Task to complete: Every line in the data below that holds "most" should be found and copied.

(Saved entries)
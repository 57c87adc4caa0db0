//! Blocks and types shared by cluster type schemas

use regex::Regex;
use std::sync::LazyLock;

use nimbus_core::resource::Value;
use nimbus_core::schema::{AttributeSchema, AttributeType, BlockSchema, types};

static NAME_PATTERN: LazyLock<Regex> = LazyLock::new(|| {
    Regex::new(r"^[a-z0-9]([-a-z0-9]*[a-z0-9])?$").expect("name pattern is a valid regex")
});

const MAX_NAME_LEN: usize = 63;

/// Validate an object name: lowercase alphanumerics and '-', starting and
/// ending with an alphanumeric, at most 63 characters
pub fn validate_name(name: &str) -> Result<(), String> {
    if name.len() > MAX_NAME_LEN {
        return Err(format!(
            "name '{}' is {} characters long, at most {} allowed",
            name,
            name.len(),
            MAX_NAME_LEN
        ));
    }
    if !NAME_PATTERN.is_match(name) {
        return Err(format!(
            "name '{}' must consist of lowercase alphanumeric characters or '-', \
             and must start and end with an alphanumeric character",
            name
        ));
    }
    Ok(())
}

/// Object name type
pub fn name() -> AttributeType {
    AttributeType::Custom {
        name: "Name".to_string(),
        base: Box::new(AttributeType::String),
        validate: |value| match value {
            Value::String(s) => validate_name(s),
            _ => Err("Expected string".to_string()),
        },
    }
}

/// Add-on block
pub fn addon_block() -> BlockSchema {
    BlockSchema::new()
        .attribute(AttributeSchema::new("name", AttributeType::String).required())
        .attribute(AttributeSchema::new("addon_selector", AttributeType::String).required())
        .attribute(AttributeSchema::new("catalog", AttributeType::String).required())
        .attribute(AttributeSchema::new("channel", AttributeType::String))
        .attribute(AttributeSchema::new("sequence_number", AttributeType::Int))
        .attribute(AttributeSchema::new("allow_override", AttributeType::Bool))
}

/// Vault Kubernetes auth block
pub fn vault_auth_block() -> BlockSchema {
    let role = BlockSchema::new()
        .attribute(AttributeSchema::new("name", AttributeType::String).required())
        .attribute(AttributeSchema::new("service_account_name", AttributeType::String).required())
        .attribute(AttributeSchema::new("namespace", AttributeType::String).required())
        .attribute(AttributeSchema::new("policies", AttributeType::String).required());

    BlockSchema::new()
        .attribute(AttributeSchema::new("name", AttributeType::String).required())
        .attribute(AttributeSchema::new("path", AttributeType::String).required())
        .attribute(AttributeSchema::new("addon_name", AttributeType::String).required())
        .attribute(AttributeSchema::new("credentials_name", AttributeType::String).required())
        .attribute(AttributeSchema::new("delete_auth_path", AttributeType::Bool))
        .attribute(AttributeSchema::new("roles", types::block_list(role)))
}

Final answer:
/// ending with an alphanumeric, at most 63 characters
            "name '{}' is {} characters long, at most {} allowed",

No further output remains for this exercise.